When you are good at something, you’ll be rewarded. That must be what it felt like for Vermont (US) based Elephants of Scotland. Founded in 2010 by Adam Rabin, they recorded their first album Home Away from Home in 2013. This got them invited to perform as opening act on RosFest 2014, a gig so good and well received that they released it on DVD afterwards. Thanks to my friends at House of Prog, at least indirectly, I met bass player Dan MacDonald in the chat room of Nick Katona’s weekly Mad Platter radio show, and he was kind enough to send me both their albums (in digital form) – for review. So here goes – a review of their second album Execute and Breathe, one for the debut will follow in a few weeks.
As said, the band was founded by Adam Rabin, who takes care of the keyboard work and part of the vocals. He initially established the band with Ornan McLean (drums) and John Whyte (guitar, vocals). This trio was extended with bass player Dan MacDonald, who also sings his parts, after they ran into his ‘bass player needs band’ advertisement in a news paper. Given the prominence of his bass in the bands music, a perfect addition.

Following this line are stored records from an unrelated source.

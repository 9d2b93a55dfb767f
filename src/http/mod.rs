//! HTTP protocol handling subsystem.
//!
//! # Data Flow
//! ```text
//! TCP connection
//!     → server.rs (Axum setup, route table, middleware)
//!     → request.rs (request ID)
//!     → relay::handlers (validate, dispatch upstream)
//!     → response.rs (status + body back to the caller)
//! ```

pub mod request;
pub mod response;
pub mod server;

pub use request::{MakeRequestUuid, X_REQUEST_ID};
pub use response::ErrorBody;
pub use server::{AppState, HttpServer};
//! Outbound calls to the camera-management API.
//!
//! # Responsibilities
//! - Map each relay operation to its upstream path
//! - Attach the `<scheme> <token>` Authorization header
//! - Issue exactly one GET per call and hand back status + raw JSON body
//!
//! # Design Decisions
//! - One pooled `reqwest::Client` shared by all requests
//! - The body is checked to be JSON but never re-encoded
//! - Camera ids are pushed as a single percent-encoded path segment

use std::time::Duration;

use axum::body::Bytes;
use axum::http::{header, HeaderValue, StatusCode};
use serde::de::IgnoredAny;
use url::Url;

use crate::config::UpstreamConfig;
use crate::relay::error::{RelayError, RelayResult, UpstreamError};

/// Upstream resource targeted by a relay operation.
#[derive(Debug, Clone, PartialEq, Eq)]
pub enum Endpoint {
    /// `GET /v1/me/`
    Me,
    /// `GET /v1/shared-cameras/`
    SharedCameras,
    /// `GET /v1/shared-cameras/{id}/recording/`
    Recordings(String),
}

impl Endpoint {
    /// Operation name used in logs and metrics.
    pub fn operation(&self) -> &'static str {
        match self {
            Endpoint::Me => "authenticate-identity",
            Endpoint::SharedCameras => "list-cameras",
            Endpoint::Recordings(_) => "list-recordings",
        }
    }

    /// Resolve against `base`, keeping any path the base already carries.
    pub fn url(&self, base: &Url) -> Url {
        let mut url = base.clone();
        url.set_query(None);
        url.set_fragment(None);

        // Bases that cannot carry a path are rejected by UpstreamClient::from_config.
        if let Ok(mut segments) = url.path_segments_mut() {
            segments.pop_if_empty();
            match self {
                Endpoint::Me => segments.extend(["v1", "me", ""]),
                Endpoint::SharedCameras => segments.extend(["v1", "shared-cameras", ""]),
                Endpoint::Recordings(cam_id) => {
                    segments.extend(["v1", "shared-cameras", cam_id.as_str(), "recording", ""])
                }
            };
        }
        url
    }
}

/// Status and body exactly as upstream sent them.
#[derive(Debug, Clone)]
pub struct UpstreamResponse {
    pub status: StatusCode,
    pub body: Bytes,
}

/// Client for the upstream camera API.
pub struct UpstreamClient {
    client: reqwest::Client,
    base_url: Url,
    auth_scheme: String,
}

impl UpstreamClient {
    /// Build the shared client from configuration.
    pub fn from_config(config: &UpstreamConfig) -> RelayResult<Self> {
        let base_url = Url::parse(&config.base_url)
            .ok()
            .filter(|url| !url.cannot_be_a_base())
            .ok_or_else(|| RelayError::InvalidBaseUrl(config.base_url.clone()))?;

        let mut builder = reqwest::Client::builder().user_agent(config.user_agent.clone());
        if let Some(secs) = config.timeout_secs {
            builder = builder.timeout(Duration::from_secs(secs));
        }
        if let Some(secs) = config.connect_timeout_secs {
            builder = builder.connect_timeout(Duration::from_secs(secs));
        }
        if !config.system_proxy {
            builder = builder.no_proxy();
        }
        let client = builder.build().map_err(RelayError::Client)?;

        Ok(Self {
            client,
            base_url,
            auth_scheme: config.auth_scheme.clone(),
        })
    }

    pub fn base_url(&self) -> &Url {
        &self.base_url
    }

    /// Authorization header value for `token`.
    pub fn authorization(&self, token: &str) -> RelayResult<HeaderValue> {
        let mut value = HeaderValue::try_from(format!("{} {}", self.auth_scheme, token))
            .map_err(|_| RelayError::InvalidToken)?;
        value.set_sensitive(true);
        Ok(value)
    }

    /// Issue one GET for `endpoint` on behalf of `token`.
    ///
    /// Any upstream status is returned as `Ok`; only transport failures and
    /// non-JSON bodies are errors.
    pub async fn fetch(&self, endpoint: &Endpoint, token: &str) -> RelayResult<UpstreamResponse> {
        let authorization = self.authorization(token)?;
        let url = endpoint.url(&self.base_url);

        tracing::debug!(
            operation = endpoint.operation(),
            url = %url,
            "Dispatching upstream request"
        );

        let response = self
            .client
            .get(url)
            .header(header::AUTHORIZATION, authorization)
            .header(header::ACCEPT, "application/json")
            .send()
            .await
            .map_err(UpstreamError::from_transport)?;

        let status = response.status();
        let body = response
            .bytes()
            .await
            .map_err(UpstreamError::from_transport)?;

        serde_json::from_slice::<IgnoredAny>(&body).map_err(UpstreamError::InvalidBody)?;

        Ok(UpstreamResponse { status, body })
    }
}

The album is filled with powerful, layered rock that I could compare to many of my favourite bands, but I’ll limit myself by saying that some of it sounds like a modern version of 80s UK acts like Marillion and Pallas, with a bit of Rush mixed in. This becomes clear immediately on the opening track A Different Machine, which has a driving, punchy bass underneath a wailing keyboard – an immediate show of the energy this band has on offer.
This continuous in a completely different way in The Other Room, on which the guitar takes over the lead role from the keyboards. This allows John to show what he is capable off after 40 years of playing while Adam takes over the vocal duties from Dan. An amazing track about someone using their telepathic abilities to influence others. A short, sinister roller coaster ride of 4 minutes.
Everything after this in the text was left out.